(Data for processing):
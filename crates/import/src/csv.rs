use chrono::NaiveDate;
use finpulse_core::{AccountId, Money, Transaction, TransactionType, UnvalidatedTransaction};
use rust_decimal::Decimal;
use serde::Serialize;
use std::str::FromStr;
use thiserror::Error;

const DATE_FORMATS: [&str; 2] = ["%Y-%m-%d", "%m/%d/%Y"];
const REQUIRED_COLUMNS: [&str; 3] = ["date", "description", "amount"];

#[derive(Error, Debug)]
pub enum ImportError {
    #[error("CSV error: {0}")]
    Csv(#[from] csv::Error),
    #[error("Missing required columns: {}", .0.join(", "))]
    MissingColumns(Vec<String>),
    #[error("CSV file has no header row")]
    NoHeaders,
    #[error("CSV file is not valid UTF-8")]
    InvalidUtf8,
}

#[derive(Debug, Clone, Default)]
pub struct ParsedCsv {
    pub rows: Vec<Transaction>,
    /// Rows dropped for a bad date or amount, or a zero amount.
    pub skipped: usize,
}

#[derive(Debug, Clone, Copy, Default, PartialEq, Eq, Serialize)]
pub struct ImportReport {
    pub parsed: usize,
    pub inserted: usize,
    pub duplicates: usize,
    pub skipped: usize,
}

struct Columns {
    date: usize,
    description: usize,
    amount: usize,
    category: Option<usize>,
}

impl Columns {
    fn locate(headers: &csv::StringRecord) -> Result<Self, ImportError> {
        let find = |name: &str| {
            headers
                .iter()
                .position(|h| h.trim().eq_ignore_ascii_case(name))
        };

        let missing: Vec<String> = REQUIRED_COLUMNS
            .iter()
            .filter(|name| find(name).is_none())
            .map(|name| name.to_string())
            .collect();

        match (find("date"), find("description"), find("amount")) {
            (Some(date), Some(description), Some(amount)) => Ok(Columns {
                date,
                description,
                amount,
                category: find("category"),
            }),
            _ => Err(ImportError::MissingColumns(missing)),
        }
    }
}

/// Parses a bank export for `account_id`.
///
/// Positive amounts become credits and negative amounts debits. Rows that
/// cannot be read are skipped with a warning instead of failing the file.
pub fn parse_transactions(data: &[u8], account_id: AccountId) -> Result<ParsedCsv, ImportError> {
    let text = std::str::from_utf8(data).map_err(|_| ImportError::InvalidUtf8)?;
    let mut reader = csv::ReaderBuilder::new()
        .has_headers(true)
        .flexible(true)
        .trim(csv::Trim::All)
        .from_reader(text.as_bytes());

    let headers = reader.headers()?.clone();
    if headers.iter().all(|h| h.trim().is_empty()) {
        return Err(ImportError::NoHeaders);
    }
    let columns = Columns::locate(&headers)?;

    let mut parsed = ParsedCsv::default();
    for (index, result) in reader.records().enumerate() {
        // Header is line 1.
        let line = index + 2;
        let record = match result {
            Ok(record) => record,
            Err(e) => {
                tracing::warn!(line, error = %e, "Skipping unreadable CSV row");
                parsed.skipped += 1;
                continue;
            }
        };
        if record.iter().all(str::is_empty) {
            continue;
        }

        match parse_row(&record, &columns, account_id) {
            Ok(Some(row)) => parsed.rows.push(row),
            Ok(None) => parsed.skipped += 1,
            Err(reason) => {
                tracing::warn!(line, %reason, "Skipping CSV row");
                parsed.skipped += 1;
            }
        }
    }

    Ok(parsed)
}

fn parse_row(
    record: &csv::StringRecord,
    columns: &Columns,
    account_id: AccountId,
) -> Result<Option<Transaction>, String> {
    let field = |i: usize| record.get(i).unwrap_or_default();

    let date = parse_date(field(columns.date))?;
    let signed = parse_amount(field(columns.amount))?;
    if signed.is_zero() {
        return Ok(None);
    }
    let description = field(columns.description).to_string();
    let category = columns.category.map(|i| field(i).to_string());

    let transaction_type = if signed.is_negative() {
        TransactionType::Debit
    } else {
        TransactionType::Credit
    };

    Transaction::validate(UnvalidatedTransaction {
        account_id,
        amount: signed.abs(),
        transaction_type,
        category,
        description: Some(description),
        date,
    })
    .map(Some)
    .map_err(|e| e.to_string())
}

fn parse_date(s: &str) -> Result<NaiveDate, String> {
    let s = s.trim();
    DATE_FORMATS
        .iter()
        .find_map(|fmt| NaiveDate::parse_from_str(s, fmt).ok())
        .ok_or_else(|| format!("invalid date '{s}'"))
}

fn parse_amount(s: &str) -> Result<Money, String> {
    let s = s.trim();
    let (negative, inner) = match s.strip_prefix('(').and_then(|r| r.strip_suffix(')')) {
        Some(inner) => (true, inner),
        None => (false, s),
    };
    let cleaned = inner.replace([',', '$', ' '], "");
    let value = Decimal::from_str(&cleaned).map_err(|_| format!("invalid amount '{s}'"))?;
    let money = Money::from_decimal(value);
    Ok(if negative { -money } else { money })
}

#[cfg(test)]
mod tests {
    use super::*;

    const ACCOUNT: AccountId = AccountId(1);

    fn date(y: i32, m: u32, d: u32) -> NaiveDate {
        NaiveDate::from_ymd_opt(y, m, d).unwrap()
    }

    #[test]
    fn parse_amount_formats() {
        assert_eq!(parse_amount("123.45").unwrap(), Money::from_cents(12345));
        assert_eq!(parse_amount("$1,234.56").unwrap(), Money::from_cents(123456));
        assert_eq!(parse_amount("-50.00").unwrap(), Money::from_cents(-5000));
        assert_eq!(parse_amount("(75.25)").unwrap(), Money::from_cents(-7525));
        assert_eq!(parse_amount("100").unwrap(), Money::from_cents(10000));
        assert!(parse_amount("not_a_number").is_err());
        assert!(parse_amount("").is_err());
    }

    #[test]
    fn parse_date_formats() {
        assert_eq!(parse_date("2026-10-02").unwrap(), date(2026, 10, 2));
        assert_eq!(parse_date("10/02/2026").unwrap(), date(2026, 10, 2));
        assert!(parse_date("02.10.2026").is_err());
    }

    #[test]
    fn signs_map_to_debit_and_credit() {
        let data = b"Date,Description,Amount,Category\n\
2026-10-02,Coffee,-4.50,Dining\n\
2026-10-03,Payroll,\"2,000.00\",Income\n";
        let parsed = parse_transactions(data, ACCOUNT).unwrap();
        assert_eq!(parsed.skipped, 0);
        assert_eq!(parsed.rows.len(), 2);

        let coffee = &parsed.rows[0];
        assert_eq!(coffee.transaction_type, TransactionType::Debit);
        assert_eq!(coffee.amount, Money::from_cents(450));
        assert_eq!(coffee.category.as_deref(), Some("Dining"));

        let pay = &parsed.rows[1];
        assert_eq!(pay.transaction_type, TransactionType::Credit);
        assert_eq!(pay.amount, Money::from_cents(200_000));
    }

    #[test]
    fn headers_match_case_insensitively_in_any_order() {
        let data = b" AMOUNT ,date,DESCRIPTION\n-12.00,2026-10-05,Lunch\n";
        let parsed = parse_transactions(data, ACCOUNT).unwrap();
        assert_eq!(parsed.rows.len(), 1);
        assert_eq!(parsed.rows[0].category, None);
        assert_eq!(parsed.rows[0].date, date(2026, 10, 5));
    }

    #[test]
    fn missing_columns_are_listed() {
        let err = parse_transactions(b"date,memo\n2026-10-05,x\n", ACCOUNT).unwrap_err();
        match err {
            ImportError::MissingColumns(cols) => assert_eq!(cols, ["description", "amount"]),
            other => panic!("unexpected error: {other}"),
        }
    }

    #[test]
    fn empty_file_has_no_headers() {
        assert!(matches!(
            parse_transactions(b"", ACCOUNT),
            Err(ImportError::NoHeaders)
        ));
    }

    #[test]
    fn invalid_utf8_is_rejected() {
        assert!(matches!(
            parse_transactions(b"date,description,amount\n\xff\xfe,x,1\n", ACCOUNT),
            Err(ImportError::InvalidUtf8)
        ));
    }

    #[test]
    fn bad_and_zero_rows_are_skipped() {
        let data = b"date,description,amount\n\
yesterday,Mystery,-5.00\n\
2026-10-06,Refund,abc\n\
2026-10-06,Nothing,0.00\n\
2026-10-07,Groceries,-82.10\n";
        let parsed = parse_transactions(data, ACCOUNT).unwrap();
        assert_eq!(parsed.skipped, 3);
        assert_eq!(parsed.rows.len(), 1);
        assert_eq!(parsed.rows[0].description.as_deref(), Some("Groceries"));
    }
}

---

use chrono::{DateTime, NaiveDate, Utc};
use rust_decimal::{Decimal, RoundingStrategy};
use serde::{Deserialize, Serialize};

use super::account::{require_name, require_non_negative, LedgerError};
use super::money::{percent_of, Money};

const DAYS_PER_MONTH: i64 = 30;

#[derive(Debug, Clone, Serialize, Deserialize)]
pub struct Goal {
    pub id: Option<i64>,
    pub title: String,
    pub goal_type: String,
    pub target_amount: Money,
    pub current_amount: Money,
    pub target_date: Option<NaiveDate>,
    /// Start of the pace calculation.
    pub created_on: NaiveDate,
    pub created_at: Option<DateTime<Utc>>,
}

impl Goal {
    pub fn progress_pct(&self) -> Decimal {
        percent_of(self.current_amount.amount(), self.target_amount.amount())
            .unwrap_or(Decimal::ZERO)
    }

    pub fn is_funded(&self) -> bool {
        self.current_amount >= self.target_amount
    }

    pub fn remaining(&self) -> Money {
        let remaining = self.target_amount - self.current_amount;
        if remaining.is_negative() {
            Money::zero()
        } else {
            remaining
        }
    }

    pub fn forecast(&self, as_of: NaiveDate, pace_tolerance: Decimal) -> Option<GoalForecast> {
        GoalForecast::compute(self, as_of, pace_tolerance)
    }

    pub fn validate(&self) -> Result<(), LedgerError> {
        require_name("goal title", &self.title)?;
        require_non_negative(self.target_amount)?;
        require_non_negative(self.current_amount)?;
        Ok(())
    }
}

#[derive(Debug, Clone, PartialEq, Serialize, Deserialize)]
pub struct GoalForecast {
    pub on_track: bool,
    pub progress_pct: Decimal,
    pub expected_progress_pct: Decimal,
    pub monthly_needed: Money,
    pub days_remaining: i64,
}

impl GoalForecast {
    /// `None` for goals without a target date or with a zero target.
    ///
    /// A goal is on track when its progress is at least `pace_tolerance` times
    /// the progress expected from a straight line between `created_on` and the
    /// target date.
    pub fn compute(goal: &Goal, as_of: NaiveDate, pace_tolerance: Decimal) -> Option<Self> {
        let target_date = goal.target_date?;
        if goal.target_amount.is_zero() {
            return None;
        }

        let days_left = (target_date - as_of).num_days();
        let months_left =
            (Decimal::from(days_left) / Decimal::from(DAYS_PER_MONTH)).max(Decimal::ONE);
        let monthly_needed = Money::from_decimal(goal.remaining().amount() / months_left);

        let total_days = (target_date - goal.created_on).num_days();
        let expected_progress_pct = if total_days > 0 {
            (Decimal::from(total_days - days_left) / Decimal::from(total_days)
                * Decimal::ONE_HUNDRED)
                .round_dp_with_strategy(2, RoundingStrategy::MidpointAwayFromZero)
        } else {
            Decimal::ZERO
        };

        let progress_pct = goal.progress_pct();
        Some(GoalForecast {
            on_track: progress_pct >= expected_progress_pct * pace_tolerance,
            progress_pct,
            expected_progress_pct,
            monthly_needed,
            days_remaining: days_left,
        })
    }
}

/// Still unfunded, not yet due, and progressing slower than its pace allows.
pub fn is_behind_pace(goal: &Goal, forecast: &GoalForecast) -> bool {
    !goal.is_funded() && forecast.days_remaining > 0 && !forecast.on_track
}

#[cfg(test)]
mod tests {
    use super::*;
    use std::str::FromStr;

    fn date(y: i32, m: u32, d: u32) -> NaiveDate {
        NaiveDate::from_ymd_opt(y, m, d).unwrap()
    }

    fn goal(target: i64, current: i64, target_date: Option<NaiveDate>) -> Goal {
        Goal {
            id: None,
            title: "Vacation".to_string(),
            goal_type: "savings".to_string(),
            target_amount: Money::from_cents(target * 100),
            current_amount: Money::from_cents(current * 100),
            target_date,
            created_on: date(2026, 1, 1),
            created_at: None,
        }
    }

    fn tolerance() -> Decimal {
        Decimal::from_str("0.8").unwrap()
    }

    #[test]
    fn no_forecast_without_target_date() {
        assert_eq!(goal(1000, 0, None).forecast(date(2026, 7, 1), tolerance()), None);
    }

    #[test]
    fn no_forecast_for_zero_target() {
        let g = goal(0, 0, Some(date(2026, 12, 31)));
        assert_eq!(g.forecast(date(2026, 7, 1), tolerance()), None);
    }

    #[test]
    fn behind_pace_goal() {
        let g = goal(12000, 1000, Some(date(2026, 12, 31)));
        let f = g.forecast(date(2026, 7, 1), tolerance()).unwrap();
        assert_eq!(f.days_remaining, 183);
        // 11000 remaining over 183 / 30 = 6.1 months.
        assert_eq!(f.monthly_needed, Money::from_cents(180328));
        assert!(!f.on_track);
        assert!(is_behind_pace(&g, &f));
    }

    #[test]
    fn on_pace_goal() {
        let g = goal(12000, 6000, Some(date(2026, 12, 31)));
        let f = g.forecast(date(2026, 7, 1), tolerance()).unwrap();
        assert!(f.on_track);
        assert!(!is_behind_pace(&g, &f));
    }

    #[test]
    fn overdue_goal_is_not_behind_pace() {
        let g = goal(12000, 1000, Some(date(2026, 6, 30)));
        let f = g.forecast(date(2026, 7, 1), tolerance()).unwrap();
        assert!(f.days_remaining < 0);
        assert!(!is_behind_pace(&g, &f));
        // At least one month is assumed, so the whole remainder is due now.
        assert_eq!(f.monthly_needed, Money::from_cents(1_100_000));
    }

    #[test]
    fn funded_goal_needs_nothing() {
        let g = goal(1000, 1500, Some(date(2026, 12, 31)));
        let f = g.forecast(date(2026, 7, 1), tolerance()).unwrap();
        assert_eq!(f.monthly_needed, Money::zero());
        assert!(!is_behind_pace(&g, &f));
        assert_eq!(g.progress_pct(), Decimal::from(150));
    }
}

(How to complete this task):
Go through the entries and return each line where the word "LedgerError" appears.

(Written answer):
use super::account::{require_name, require_non_negative, LedgerError};
    pub fn validate(&self) -> Result<(), LedgerError> {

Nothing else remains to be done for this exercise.